__Stored data entries__:
━━━━━━━━━━━━━━━━━━━━━━━━━━━━━━

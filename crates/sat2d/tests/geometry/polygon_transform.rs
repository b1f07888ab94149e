use sat2d::math::{Point, Real, Vector};
use sat2d::na::RealField;
use sat2d::shape::{Polygon, PolygonError};

fn pentagon() -> Polygon {
    Polygon::new(
        Point::new(3.0, -2.0),
        [
            Point::new(0.0, 0.0),
            Point::new(2.0, 0.0),
            Point::new(3.0, 1.5),
            Point::new(1.0, 3.0),
            Point::new(-1.0, 1.5),
        ],
    )
}

#[test]
fn reset_angle_then_rotate_matches_a_single_rotation() {
    let theta = 0.7;

    let mut reference = pentagon();
    let _ = reference.rotate(theta);

    let mut polygon = pentagon();
    let _ = polygon
        .set_angle(1.3)
        .set_angle(-Real::frac_pi_4())
        .set_angle(2.0)
        .set_angle(0.0)
        .rotate(theta)
        .set_angle(0.0);

    assert_eq!(polygon.calc_points(), reference.calc_points());
    assert_eq!(polygon.normals(), reference.normals());
}

#[test]
fn normals_are_outward_unit_vectors() {
    let polygon = pentagon().with_angle(0.4).with_offset(Vector::new(-1.0, -1.0));
    let centroid = polygon.centroid().unwrap();

    for i in 0..polygon.len() {
        let normal = polygon.normals()[i];
        let edge = polygon.edges()[i];
        assert_relative_eq!(normal.norm(), 1.0, epsilon = 1.0e-6);
        assert_relative_eq!(normal.dot(&edge), 0.0, epsilon = 1.0e-5);
        // The centroid is behind every edge.
        assert!((centroid - polygon.calc_points()[i]).dot(&normal) < 0.0);
    }
}

#[test]
fn centroid_follows_offset_and_angle() {
    let square = Polygon::new(
        Point::origin(),
        [
            Point::new(0.0, 0.0),
            Point::new(2.0, 0.0),
            Point::new(2.0, 2.0),
            Point::new(0.0, 2.0),
        ],
    );
    assert_relative_eq!(square.centroid().unwrap(), Point::new(1.0, 1.0), epsilon = 1.0e-6);

    let moved = square
        .with_offset(Vector::new(1.0, 0.0))
        .with_angle(Real::frac_pi_2());
    assert_relative_eq!(moved.centroid().unwrap(), Point::new(-1.0, 2.0), epsilon = 1.0e-5);
}

#[test]
fn validating_constructor() {
    assert!(Polygon::try_new(Point::origin(), pentagon().points().iter().copied()).is_ok());
    assert_eq!(
        Polygon::try_new(Point::origin(), [Point::origin(), Point::new(1.0, 0.0)]).unwrap_err(),
        PolygonError::NotEnoughVertices(2)
    );
    assert_eq!(
        Polygon::try_new(
            Point::origin(),
            [
                Point::new(0.0, 0.0),
                Point::new(1.0, 0.0),
                Point::new(1.0, 1.0),
                Point::new(1.0, 1.0),
            ]
        )
        .unwrap_err(),
        PolygonError::DegenerateEdge(2)
    );
}

#[test]
fn centroid_of_a_tiny_square() {
    let side = 1.0e-4;
    let square = Polygon::new(
        Point::origin(),
        [
            Point::new(0.0, 0.0),
            Point::new(side, 0.0),
            Point::new(side, side),
            Point::new(0.0, side),
        ],
    );
    let centroid = square.centroid().unwrap();
    assert_relative_eq!(centroid, Point::new(side / 2.0, side / 2.0), max_relative = 1.0e-4);

    // Collinear vertices are still rejected, whatever their scale.
    let flat = Polygon::new(
        Point::origin(),
        [
            Point::new(0.0, 0.0),
            Point::new(side, side),
            Point::new(2.0 * side, 2.0 * side),
        ],
    );
    assert_eq!(flat.centroid(), Err(PolygonError::ZeroArea));
}
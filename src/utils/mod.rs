//! Various unsorted geometrical operators.

pub use self::ccw_face_normal::ccw_face_normal;
pub use self::interval::Interval;
pub use self::vector_ops::VectorOps;

mod ccw_face_normal;
mod interval;
mod vector_ops;
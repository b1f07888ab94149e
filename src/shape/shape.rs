use crate::math::Point;
use crate::shape::{Aabb, Circle, Polygon};
use downcast_rs::{impl_downcast, DowncastSync};

/// Enum representing the type of a shape.
#[cfg_attr(feature = "serde-serialize", derive(Serialize, Deserialize))]
#[derive(Copy, Clone, Debug, PartialEq, Eq, Hash)]
pub enum ShapeType {
    /// A convex polygon.
    Polygon = 0,
    /// An axis-aligned box.
    Aabb,
    /// A circle.
    Circle,
    /// A custom user-defined shape.
    Custom,
}

/// Enum representing the shape with its actual type.
#[derive(Copy, Clone, Debug)]
pub enum TypedShape<'a> {
    /// A convex polygon.
    Polygon(&'a Polygon),
    /// An axis-aligned box.
    Aabb(&'a Aabb),
    /// A circle.
    Circle(&'a Circle),
    /// A custom user-defined shape with a type identified by a number.
    Custom(u32),
}

/// Trait implemented by shapes usable with the dynamic queries of this crate.
///
/// The built-in shapes are [`Polygon`], [`Aabb`] and [`Circle`]. Other types can
/// implement this trait, but the default queries will report them as unsupported.
pub trait Shape: DowncastSync {
    /// The position of this shape: the origin of its vertices, or its center.
    fn position(&self) -> Point;

    /// Computes the world-space axis-aligned bounding box of this shape.
    fn compute_aabb(&self) -> Aabb;

    /// Gets the type tag of this shape.
    fn shape_type(&self) -> ShapeType;

    /// Gets the underlying shape as an enum.
    fn as_typed_shape(&self) -> TypedShape<'_>;
}

impl_downcast!(sync Shape);

impl dyn Shape {
    /// Converts this abstract shape to the given shape, if it is one.
    pub fn as_shape<T: Shape>(&self) -> Option<&T> {
        self.downcast_ref()
    }

    /// Converts this abstract shape to a polygon, if it is one.
    pub fn as_polygon(&self) -> Option<&Polygon> {
        self.downcast_ref()
    }

    /// Converts this abstract shape to an axis-aligned box, if it is one.
    pub fn as_aabb(&self) -> Option<&Aabb> {
        self.downcast_ref()
    }

    /// Converts this abstract shape to a circle, if it is one.
    pub fn as_circle(&self) -> Option<&Circle> {
        self.downcast_ref()
    }
}

impl Shape for Polygon {
    fn position(&self) -> Point {
        self.pos
    }

    fn compute_aabb(&self) -> Aabb {
        self.aabb()
    }

    fn shape_type(&self) -> ShapeType {
        ShapeType::Polygon
    }

    fn as_typed_shape(&self) -> TypedShape<'_> {
        TypedShape::Polygon(self)
    }
}

impl Shape for Aabb {
    fn position(&self) -> Point {
        self.pos
    }

    fn compute_aabb(&self) -> Aabb {
        *self
    }

    fn shape_type(&self) -> ShapeType {
        ShapeType::Aabb
    }

    fn as_typed_shape(&self) -> TypedShape<'_> {
        TypedShape::Aabb(self)
    }
}

impl Shape for Circle {
    fn position(&self) -> Point {
        self.pos
    }

    fn compute_aabb(&self) -> Aabb {
        self.aabb()
    }

    fn shape_type(&self) -> ShapeType {
        ShapeType::Circle
    }

    fn as_typed_shape(&self) -> TypedShape<'_> {
        TypedShape::Circle(self)
    }
}
//! Shapes supported by sat2d.

pub use self::aabb::{Aabb, AabbGeometry};
pub use self::circle::Circle;
pub use self::convex_view::ConvexView;
pub use self::polygon::{Polygon, PolygonError};
#[doc(inline)]
pub use self::shape::{Shape, ShapeType, TypedShape};

mod aabb;
mod circle;
mod convex_view;
mod polygon;
mod shape;
use crate::math::{Point, Real, Vector};

/// A closed interval `[min, max]` of the real line.
///
/// Used to represent the projection of a point set onto an axis.
#[cfg_attr(feature = "serde-serialize", derive(Serialize, Deserialize))]
#[derive(Copy, Clone, Debug, PartialEq)]
pub struct Interval(pub Real, pub Real);

impl Interval {
    /// Projects (flattens) `points` onto `axis`.
    ///
    /// The axis is expected to be a unit vector for the bounds to be actual lengths.
    /// An empty point set yields the inverted interval `[Real::MAX, -Real::MAX]` which
    /// is disjoint from every other interval.
    pub fn of_projection(points: &[Point], axis: &Vector) -> Self {
        let mut result = Interval(Real::MAX, -Real::MAX);

        for pt in points {
            let dot = pt.coords.dot(axis);
            if dot < result.0 {
                result.0 = dot;
            }
            if dot > result.1 {
                result.1 = dot;
            }
        }

        result
    }

    /// The lower bound of this interval.
    #[inline]
    pub fn min(&self) -> Real {
        self.0
    }

    /// The upper bound of this interval.
    #[inline]
    pub fn max(&self) -> Real {
        self.1
    }

    /// The width of this interval.
    #[inline]
    pub fn width(&self) -> Real {
        self.1 - self.0
    }

    /// This interval shifted by `shift`.
    #[inline]
    #[must_use]
    pub fn translated(self, shift: Real) -> Self {
        Interval(self.0 + shift, self.1 + shift)
    }

    /// Does this interval contain the given value?
    #[inline]
    pub fn contains(&self, t: Real) -> bool {
        self.0 <= t && t <= self.1
    }

    /// Returns `true` if the two intervals share no value.
    ///
    /// Intervals that merely touch are not disjoint.
    #[inline]
    pub fn is_disjoint(&self, other: &Self) -> bool {
        self.1 < other.0 || other.1 < self.0
    }
}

━━━━━━━━━━━━━━━━━━━━━━━━━━━━━━

__What the task asks__: What is the number of lines in the records that contain "TypedShape"? Give that number only.

__Task solution__: 9